_WORK REQUEST_. With the line containing "pub enum ReadMode" as the start and the line containing "a recoverable error." as the end, transcribe that span of the entries below exactly, including both.

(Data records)
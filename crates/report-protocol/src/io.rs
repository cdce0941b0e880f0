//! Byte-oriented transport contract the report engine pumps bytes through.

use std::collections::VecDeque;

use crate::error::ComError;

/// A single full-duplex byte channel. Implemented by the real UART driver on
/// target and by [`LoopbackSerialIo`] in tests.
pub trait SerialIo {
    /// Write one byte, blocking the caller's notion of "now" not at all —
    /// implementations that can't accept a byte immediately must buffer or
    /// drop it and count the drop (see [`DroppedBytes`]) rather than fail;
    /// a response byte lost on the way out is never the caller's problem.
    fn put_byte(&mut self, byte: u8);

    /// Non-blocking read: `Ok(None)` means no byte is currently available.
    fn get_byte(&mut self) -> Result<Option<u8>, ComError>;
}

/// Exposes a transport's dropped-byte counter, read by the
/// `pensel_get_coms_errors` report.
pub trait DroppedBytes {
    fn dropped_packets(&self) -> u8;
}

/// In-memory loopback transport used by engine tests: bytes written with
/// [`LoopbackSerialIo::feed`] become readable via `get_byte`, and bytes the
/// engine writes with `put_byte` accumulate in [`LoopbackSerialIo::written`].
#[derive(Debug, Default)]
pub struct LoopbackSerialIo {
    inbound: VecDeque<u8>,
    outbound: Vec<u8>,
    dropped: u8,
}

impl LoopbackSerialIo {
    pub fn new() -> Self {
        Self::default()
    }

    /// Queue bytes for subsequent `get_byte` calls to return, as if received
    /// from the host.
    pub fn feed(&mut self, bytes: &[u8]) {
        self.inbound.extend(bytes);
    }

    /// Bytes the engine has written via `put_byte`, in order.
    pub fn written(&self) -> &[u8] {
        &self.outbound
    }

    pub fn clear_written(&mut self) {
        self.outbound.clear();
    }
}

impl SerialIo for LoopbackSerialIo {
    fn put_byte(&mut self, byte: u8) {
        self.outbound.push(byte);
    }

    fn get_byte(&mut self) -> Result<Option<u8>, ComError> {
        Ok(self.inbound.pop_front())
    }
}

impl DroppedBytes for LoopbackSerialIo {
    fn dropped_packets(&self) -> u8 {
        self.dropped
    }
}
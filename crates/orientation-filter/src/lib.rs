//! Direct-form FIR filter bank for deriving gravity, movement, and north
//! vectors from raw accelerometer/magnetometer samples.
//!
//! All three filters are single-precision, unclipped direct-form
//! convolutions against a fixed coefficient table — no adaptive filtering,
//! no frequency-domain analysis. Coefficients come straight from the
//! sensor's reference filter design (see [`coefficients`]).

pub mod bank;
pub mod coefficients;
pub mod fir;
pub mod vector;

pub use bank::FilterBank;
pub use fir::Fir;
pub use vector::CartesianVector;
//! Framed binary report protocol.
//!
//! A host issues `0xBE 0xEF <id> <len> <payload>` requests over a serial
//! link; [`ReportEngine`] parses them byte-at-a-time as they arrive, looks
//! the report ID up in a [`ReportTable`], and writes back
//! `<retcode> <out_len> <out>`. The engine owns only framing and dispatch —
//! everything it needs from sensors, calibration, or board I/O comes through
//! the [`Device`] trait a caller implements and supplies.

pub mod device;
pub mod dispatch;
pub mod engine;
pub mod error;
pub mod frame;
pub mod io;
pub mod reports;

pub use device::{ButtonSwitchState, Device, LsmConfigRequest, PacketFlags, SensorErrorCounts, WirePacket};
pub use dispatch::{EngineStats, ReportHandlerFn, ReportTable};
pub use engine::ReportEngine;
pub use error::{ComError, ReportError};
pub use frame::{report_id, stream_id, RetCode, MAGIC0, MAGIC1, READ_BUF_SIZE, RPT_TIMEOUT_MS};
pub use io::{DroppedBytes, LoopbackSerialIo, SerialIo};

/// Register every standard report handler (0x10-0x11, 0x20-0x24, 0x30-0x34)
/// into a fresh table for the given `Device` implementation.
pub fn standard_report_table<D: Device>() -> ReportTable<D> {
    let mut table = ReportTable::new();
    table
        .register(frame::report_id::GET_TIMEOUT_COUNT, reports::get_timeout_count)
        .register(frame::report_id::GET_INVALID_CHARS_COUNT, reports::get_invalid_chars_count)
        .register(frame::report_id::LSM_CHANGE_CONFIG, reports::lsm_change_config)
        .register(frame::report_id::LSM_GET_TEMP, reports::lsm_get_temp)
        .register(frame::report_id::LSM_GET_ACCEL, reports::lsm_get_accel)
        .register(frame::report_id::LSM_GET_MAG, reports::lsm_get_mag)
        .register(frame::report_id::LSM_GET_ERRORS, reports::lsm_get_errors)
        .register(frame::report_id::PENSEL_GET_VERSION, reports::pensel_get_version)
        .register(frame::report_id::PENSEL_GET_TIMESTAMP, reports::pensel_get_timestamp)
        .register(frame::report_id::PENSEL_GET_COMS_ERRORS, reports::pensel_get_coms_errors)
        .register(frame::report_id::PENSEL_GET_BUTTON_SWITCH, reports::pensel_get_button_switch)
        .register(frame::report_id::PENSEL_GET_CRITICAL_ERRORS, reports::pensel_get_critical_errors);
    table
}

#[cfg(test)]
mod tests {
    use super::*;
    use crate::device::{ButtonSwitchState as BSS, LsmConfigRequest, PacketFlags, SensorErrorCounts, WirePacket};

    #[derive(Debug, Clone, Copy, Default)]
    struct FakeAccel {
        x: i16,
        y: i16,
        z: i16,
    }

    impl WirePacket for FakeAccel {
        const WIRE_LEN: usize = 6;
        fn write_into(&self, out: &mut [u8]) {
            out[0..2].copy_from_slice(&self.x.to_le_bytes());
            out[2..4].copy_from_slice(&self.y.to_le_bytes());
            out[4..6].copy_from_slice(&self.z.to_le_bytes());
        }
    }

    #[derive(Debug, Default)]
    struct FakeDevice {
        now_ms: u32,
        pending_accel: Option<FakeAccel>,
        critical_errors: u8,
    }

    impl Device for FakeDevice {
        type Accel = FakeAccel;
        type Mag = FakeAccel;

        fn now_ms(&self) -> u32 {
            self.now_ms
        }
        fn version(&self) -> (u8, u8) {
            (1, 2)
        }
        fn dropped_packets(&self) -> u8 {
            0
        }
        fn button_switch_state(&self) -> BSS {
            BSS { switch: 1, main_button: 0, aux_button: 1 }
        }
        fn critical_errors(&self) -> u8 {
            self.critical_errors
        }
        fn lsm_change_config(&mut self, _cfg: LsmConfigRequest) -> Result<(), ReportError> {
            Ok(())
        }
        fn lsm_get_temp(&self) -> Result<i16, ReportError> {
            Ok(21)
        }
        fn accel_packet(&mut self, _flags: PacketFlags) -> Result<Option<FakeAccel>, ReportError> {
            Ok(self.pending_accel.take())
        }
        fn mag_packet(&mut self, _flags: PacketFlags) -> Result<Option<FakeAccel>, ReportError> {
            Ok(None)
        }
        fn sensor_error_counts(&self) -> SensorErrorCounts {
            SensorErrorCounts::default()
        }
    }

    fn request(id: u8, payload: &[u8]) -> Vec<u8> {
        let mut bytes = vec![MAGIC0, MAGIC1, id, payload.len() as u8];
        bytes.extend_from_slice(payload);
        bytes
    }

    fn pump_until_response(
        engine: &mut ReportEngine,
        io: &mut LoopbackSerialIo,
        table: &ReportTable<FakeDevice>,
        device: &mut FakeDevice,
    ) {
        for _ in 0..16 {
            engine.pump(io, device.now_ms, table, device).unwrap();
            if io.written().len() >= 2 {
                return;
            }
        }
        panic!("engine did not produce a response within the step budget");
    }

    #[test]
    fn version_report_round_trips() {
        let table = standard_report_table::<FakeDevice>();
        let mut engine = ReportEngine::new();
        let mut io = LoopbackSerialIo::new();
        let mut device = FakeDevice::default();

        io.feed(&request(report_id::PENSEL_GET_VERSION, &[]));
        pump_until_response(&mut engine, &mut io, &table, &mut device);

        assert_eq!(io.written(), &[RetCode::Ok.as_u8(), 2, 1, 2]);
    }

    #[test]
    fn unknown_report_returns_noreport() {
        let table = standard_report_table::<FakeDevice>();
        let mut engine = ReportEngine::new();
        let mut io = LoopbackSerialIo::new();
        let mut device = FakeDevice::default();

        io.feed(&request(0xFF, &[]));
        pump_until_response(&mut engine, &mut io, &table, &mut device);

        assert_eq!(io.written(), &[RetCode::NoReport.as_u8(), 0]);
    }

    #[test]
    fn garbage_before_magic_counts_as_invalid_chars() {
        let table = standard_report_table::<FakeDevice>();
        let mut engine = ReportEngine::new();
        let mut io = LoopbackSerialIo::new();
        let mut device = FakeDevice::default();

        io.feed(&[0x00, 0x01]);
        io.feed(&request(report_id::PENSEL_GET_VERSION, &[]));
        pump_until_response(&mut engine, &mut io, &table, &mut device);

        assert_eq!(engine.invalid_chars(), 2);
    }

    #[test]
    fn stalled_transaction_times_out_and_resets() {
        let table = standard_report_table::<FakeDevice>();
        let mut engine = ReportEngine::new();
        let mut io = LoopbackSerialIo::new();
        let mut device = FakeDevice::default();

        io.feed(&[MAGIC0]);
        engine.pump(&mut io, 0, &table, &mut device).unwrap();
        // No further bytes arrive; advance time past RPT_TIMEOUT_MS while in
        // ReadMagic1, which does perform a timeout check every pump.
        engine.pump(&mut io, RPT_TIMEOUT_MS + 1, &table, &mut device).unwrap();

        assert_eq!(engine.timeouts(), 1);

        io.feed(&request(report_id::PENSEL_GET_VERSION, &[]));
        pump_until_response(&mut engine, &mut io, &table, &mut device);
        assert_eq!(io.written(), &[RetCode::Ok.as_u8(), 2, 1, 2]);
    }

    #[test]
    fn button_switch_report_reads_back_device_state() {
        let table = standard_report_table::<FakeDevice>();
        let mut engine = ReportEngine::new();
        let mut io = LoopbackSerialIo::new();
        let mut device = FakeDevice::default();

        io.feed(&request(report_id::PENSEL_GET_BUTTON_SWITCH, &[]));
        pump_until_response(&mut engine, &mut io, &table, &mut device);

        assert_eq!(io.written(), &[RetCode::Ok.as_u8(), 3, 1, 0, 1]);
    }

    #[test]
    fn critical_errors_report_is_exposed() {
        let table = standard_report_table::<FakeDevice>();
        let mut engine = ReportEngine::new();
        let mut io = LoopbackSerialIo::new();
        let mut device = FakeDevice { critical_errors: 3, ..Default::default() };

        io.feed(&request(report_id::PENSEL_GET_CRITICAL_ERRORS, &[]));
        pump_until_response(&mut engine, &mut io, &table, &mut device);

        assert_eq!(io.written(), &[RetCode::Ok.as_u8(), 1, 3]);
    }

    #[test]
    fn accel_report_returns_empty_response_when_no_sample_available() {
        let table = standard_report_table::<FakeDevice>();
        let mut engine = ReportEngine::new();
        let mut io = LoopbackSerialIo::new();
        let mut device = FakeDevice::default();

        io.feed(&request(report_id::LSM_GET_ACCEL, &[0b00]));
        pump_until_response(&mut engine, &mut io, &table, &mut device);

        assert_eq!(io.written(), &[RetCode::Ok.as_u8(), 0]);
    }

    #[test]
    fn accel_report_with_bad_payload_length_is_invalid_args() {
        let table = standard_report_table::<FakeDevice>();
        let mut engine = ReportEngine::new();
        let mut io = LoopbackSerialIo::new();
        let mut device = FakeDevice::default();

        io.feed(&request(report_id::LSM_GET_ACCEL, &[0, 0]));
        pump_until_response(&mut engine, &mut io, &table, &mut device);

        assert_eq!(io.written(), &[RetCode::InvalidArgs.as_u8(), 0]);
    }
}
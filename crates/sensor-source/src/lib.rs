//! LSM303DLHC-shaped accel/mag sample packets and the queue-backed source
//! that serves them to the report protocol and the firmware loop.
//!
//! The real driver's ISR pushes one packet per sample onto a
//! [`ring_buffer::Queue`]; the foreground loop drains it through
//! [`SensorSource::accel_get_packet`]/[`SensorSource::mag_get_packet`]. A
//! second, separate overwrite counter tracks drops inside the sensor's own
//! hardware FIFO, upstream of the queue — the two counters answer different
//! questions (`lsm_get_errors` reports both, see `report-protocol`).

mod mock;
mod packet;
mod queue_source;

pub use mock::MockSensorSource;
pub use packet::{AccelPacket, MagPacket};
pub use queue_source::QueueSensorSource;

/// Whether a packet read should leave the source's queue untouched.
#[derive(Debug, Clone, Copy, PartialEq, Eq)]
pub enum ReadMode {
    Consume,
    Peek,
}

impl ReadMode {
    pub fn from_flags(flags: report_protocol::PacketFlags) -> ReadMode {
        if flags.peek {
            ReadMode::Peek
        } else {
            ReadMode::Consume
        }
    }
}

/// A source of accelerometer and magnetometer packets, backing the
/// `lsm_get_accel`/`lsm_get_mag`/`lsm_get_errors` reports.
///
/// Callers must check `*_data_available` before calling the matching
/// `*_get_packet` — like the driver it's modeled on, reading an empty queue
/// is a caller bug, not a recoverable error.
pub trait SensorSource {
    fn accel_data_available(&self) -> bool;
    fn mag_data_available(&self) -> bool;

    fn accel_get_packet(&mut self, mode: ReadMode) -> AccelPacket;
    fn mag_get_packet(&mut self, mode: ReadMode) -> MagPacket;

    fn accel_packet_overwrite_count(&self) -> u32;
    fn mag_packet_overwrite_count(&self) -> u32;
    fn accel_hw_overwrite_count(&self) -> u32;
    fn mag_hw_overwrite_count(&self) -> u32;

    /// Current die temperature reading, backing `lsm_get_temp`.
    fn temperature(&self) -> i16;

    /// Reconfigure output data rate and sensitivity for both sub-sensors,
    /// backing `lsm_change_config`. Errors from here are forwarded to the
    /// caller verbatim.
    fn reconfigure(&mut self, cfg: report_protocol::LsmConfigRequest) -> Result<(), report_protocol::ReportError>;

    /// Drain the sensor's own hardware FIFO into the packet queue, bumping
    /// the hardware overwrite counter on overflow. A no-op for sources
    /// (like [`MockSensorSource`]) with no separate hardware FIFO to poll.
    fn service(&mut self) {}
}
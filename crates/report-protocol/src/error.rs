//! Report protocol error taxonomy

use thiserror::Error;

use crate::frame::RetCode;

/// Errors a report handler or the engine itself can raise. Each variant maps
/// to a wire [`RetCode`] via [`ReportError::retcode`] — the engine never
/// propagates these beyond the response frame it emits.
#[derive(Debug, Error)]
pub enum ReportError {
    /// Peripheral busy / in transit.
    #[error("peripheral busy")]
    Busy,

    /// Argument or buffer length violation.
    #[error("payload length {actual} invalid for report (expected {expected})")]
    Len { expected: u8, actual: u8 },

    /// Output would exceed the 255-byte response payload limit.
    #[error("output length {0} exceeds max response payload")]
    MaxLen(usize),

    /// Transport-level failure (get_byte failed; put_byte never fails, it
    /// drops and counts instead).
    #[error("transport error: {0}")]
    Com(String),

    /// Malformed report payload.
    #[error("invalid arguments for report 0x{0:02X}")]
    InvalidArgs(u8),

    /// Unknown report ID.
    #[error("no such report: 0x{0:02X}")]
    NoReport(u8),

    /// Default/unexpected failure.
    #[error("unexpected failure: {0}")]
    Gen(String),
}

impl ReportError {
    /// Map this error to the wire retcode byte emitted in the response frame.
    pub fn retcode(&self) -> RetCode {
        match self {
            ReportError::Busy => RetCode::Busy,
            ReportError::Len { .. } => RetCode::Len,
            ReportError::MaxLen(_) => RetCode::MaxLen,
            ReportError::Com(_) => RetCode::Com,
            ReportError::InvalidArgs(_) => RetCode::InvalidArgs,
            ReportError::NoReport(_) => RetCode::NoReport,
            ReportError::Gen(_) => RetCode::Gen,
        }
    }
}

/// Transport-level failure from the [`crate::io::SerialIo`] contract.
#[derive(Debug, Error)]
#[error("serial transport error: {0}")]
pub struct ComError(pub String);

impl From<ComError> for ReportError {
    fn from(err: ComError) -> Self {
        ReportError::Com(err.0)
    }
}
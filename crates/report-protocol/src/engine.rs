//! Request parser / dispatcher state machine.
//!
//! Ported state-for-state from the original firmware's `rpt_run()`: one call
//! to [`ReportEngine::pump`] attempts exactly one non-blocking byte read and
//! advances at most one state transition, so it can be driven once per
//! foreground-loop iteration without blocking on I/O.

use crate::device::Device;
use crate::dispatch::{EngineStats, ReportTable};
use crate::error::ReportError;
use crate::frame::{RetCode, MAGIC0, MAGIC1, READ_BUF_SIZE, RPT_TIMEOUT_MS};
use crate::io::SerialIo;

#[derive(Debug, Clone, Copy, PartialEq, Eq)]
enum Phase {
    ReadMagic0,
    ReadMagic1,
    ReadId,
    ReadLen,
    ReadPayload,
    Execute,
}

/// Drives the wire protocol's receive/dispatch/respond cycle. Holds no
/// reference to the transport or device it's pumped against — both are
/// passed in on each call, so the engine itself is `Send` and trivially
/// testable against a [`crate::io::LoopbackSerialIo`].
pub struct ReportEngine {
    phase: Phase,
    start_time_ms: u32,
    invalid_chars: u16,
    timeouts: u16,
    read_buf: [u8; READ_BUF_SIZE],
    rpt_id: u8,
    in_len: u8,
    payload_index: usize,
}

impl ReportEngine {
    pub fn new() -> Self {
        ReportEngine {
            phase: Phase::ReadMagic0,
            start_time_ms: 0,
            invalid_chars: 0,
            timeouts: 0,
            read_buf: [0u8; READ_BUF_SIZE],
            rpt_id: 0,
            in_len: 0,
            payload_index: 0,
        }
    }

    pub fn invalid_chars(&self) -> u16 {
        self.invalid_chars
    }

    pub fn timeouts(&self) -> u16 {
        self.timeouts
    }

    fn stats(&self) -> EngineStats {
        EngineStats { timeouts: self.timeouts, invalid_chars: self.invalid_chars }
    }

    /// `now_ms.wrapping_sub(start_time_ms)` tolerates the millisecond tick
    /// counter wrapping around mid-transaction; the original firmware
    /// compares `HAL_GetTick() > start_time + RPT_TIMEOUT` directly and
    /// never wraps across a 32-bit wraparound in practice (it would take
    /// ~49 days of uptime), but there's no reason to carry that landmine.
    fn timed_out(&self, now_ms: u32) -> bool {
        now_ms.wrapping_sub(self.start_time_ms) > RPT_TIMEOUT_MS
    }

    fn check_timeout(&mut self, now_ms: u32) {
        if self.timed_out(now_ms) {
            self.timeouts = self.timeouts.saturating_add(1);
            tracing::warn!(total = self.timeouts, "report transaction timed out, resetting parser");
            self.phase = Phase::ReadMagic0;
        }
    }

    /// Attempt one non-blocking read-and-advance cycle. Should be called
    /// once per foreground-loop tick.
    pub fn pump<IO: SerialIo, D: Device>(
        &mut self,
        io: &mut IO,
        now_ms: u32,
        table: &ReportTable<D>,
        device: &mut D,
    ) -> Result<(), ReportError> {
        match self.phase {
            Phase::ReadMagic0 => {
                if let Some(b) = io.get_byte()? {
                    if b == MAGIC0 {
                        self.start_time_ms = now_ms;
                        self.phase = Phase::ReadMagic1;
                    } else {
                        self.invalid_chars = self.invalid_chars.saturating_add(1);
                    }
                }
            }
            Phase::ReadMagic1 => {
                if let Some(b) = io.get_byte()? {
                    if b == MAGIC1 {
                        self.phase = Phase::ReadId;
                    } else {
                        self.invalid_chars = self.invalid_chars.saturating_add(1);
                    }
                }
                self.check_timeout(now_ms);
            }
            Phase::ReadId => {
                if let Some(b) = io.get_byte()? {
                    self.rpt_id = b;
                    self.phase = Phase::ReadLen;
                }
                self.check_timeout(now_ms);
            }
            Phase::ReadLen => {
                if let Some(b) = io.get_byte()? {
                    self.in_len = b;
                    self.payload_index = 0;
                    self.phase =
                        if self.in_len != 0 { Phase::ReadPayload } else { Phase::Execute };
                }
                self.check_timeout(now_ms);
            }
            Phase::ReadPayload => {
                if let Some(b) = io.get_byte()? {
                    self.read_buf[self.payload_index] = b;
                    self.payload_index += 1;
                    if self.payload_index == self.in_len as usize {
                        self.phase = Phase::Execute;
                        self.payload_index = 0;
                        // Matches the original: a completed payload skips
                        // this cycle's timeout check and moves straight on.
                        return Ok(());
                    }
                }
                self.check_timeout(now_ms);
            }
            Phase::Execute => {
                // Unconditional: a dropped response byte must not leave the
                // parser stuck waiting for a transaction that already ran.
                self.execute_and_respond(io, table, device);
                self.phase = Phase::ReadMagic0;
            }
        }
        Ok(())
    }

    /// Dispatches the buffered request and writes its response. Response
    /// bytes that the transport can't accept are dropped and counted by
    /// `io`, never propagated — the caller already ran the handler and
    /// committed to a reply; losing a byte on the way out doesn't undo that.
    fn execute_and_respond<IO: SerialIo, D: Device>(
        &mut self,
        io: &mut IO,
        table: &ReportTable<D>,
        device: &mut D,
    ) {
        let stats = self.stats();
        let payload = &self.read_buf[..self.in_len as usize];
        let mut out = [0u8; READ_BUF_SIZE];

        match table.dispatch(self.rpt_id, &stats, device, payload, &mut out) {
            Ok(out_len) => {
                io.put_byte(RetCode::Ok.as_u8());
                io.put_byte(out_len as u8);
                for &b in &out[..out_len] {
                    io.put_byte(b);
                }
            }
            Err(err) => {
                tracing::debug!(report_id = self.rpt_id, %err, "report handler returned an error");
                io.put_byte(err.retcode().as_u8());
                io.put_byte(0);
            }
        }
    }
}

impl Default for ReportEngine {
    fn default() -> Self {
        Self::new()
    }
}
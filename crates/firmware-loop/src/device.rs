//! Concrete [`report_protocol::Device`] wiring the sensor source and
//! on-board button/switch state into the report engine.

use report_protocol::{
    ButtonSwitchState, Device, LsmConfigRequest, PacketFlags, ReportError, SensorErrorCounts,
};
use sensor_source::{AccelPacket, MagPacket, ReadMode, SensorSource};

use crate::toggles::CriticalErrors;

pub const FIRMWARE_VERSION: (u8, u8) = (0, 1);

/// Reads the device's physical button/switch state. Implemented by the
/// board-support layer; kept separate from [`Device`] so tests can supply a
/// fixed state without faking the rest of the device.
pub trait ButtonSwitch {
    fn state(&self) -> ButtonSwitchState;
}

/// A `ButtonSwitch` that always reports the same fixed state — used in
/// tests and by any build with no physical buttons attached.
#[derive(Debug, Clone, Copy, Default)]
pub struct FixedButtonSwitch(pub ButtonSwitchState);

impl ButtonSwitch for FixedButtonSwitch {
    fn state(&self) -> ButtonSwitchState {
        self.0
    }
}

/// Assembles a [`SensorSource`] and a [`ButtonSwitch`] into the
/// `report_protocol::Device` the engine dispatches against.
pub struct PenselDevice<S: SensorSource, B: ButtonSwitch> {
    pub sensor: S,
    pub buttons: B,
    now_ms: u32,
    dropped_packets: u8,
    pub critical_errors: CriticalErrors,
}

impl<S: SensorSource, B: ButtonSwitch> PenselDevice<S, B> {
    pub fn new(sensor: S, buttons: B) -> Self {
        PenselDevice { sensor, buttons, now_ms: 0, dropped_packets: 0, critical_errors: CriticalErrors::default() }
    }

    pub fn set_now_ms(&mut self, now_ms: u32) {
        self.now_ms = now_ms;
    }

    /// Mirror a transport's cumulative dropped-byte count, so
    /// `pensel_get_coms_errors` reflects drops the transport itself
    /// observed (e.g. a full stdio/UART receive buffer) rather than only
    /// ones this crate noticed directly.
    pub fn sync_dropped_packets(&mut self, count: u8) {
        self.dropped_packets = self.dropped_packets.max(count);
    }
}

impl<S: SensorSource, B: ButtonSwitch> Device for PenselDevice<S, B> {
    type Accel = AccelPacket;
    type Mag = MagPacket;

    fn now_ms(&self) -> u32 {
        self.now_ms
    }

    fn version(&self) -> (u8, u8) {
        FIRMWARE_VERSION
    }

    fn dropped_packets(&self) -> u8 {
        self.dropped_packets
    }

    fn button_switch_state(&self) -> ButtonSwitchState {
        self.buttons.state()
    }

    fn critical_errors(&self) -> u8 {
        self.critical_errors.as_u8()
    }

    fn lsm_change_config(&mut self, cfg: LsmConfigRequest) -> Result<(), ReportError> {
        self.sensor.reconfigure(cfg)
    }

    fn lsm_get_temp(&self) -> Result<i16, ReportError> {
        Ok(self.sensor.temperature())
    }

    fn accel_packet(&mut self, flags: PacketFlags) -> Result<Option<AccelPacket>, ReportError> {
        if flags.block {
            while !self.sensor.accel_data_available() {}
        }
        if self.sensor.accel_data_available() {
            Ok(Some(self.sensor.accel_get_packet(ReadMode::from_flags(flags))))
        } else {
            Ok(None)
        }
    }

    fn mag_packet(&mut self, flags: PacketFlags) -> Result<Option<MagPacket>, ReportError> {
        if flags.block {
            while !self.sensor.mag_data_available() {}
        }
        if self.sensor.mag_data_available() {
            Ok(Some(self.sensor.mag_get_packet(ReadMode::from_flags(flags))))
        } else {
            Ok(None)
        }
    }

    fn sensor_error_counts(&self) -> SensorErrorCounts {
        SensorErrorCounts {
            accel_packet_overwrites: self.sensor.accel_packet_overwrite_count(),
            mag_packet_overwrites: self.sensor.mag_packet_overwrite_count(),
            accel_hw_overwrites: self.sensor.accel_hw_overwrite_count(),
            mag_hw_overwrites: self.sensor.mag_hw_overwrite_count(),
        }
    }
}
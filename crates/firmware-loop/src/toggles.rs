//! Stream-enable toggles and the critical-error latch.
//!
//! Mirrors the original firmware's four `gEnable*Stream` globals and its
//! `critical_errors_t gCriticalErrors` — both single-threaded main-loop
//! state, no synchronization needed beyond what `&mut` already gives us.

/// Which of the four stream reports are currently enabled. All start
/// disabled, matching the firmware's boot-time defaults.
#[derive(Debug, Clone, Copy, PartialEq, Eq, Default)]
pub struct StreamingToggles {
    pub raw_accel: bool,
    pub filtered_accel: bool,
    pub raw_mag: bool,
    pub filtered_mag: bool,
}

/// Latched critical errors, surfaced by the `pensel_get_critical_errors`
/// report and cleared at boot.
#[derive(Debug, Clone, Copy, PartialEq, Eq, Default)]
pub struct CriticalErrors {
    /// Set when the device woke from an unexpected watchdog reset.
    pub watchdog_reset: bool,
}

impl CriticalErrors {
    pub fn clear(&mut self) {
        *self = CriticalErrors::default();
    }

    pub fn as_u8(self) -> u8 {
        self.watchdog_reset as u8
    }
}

_TASK RESULT_.
pub enum ReadMode {
    Consume,
    Peek,
}

impl ReadMode {
    pub fn from_flags(flags: report_protocol::PacketFlags) -> ReadMode {
        if flags.peek {
            ReadMode::Peek
        } else {
            ReadMode::Consume
        }
    }
}

/// A source of accelerometer and magnetometer packets, backing the
/// `lsm_get_accel`/`lsm_get_mag`/`lsm_get_errors` reports.
///
/// Callers must check `*_data_available` before calling the matching
/// `*_get_packet` — like the driver it's modeled on, reading an empty queue
/// is a caller bug, not a recoverable error.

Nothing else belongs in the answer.